My current application calculates a point average based on all records for each user:
SELECT `user_id`, AVG(`points`) AS pts
FROM `players`
WHERE `points` != 0
GROUP BY `user_id`
The business requirement has changed and I need to calculate the average based on the last 30 records for each user.
The relevant tables have the following structure:
table: players; columns: player_id, user_id, match_id, points
table: users; columns: user_id
The following query does not work, but it does demonstrate the logic that I am trying to implement.
SELECT @user_id := u.`id`, (
-- Calculate the average for last 30 records
SELECT AVG(plr.`points`)
FROM (
-- Select the last 30 records for evaluation
SELECT p.`points`
FROM `players` AS p
WHERE p.`user_id`=@user_id
ORDER BY `match_id` DESC
LIMIT 30
) AS plr
) AS avg_points
FROM `users` AS u
Is there a fairly efficient way to calculate the averages based on the latest 30 records for each user?
There is no reason to reinvent a wheel and risk you have a buggy, suboptimal code. Your problem is trivial extension of common per group limit problem. There are already tested and optimized solutions to solve this problem, and from this resource I would recommend to choose from following two solutions. These queries produce latest 30 records for each player (rewritten for your tables):
select user_id, points
from players
where (
select count(*) from players as p
where p.user_id = players.user_id and p.player_id >= players.player_id
) <= 30;
(Just to make sure I understand your structure: I suppose player_id
is a unique key in players table and that one user can be present in this table as multiple players.)

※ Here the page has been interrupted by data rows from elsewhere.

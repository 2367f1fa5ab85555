//! Command-line flags layered over the loaded configuration.

use clap::Parser;
use std::net::SocketAddr;
use std::path::PathBuf;
use std::time::Duration;

use crate::config::{parse_duration, LogFormat, QuotaGateConfig};
use crate::ratelimit::Algorithm;

/// Per-user HTTP rate limiting service.
#[derive(Debug, Parser)]
#[command(name = "quota-gate", version, about)]
pub struct Cli {
    /// YAML configuration file
    #[arg(short, long, env = "QUOTA_GATE_CONFIG")]
    pub config: Option<PathBuf>,

    /// Address to listen on
    #[arg(long)]
    pub addr: Option<SocketAddr>,

    /// Admission algorithm (fixed_window, sliding_window_log, token_bucket, unlimited)
    #[arg(long)]
    pub algorithm: Option<Algorithm>,

    /// Requests admitted per identity per period
    #[arg(long)]
    pub limit: Option<u64>,

    /// Quota period, e.g. 1s or 500ms
    #[arg(long, value_parser = parse_duration)]
    pub period: Option<Duration>,

    /// Header carrying the caller identity
    #[arg(long)]
    pub header: Option<String>,

    /// Identity used when the header is missing
    #[arg(long)]
    pub fallback_identity: Option<String>,

    /// Evict identities idle for this long
    #[arg(long, value_parser = parse_duration)]
    pub idle_ttl: Option<Duration>,

    /// Log output format
    #[arg(long, value_enum)]
    pub log_format: Option<LogFormat>,
}

impl Cli {
    /// Override `config` with every flag that was given.
    pub fn apply(&self, config: &mut QuotaGateConfig) {
        let rate_limiting = &mut config.rate_limiting;
        if let Some(addr) = self.addr {
            config.server.http_addr = addr;
        }
        if let Some(algorithm) = self.algorithm {
            rate_limiting.algorithm = algorithm;
        }
        if let Some(limit) = self.limit {
            rate_limiting.limit = limit;
        }
        if let Some(period) = self.period {
            rate_limiting.period = period;
        }
        if let Some(header) = &self.header {
            rate_limiting.header_name = header.clone();
        }
        if let Some(fallback) = &self.fallback_identity {
            rate_limiting.fallback_identity = fallback.clone();
        }
        if let Some(idle_ttl) = self.idle_ttl {
            rate_limiting.idle_ttl = Some(idle_ttl);
        }
        if let Some(format) = self.log_format {
            config.logging.format = format;
        }
    }
}
//! Token bucket.

use std::time::{Duration, Instant};

use super::backend::Decision;
use super::limiter::WindowState;
use super::policy::{Algorithm, QuotaPolicy};

/// Per-identity token bucket holding at most `limit` tokens.
///
/// Starts full and refills continuously at `limit / period` tokens per
/// second, computed lazily on each check rather than by a background task.
#[derive(Debug, Clone)]
pub struct TokenBucket {
    tokens: f64,
    last_refill: Instant,
}

impl TokenBucket {
    /// Tokens available as of the last refill.
    pub fn tokens(&self) -> f64 {
        self.tokens
    }

    fn refilled(&self, policy: &QuotaPolicy, now: Instant) -> f64 {
        let elapsed = now.saturating_duration_since(self.last_refill);
        let refill = elapsed.as_secs_f64() * policy.refill_rate();
        (self.tokens + refill).min(policy.limit() as f64)
    }

    fn refill(&mut self, policy: &QuotaPolicy, now: Instant) {
        self.tokens = self.refilled(policy, now);
        if now > self.last_refill {
            self.last_refill = now;
        }
    }

    fn time_until_one_token(tokens: f64, policy: &QuotaPolicy) -> Duration {
        Duration::from_secs_f64((1.0 - tokens).max(0.0) / policy.refill_rate())
    }
}

impl WindowState for TokenBucket {
    const ALGORITHM: Algorithm = Algorithm::TokenBucket;

    fn new(policy: &QuotaPolicy, now: Instant) -> Self {
        Self {
            tokens: policy.limit() as f64,
            last_refill: now,
        }
    }

    fn is_consistent(&self, policy: &QuotaPolicy) -> bool {
        self.tokens.is_finite() && self.tokens >= 0.0 && self.tokens <= policy.limit() as f64
    }

    fn try_admit(&mut self, policy: &QuotaPolicy, now: Instant) -> Decision {
        self.refill(policy, now);

        if self.tokens >= 1.0 {
            self.tokens -= 1.0;
            Decision::admit(self.tokens.floor() as u64)
        } else {
            Decision::reject(Self::time_until_one_token(self.tokens, policy))
        }
    }

    fn usage(&self, policy: &QuotaPolicy, now: Instant) -> (u64, Duration) {
        let tokens = self.refilled(policy, now);
        let remaining = tokens.floor() as u64;
        let reset_after = if remaining > 0 {
            Duration::ZERO
        } else {
            Self::time_until_one_token(tokens, policy)
        };
        (policy.limit() - remaining, reset_after)
    }
}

Second tested and optimized solution is to use MySQL variables:
set @num := 0, @user_id := -1;
select user_id, points,
@num := if(@user_id = user_id, @num + 1, 1) as row_number,
@user_id := user_id as dummy
from players force index(user_id) /* optimization */
group by user_id, points, player_id /* player_id should be necessary here */
having row_number <= 30;
The first query will not be as optimial (is quadratic), while the second query is optimal (one-pass), but will only work in MySQL. The choice is up to you. If you go for the second technique, beware and test it properly with your keys and database setting; they suggest in some circumstances it might stop working.
Your final query is trivial:
select user_id, avg(points)
from ( /* here goes one of the above solutions;
the "set" commands should go before this big query */ ) as t
group by user_id
Note that I have not incorporated the condition you have in your 1st query (points != 0)
as I don't understand your requirement well (you haven't described it), and I also think this answer should be general enough to help others with similar problem.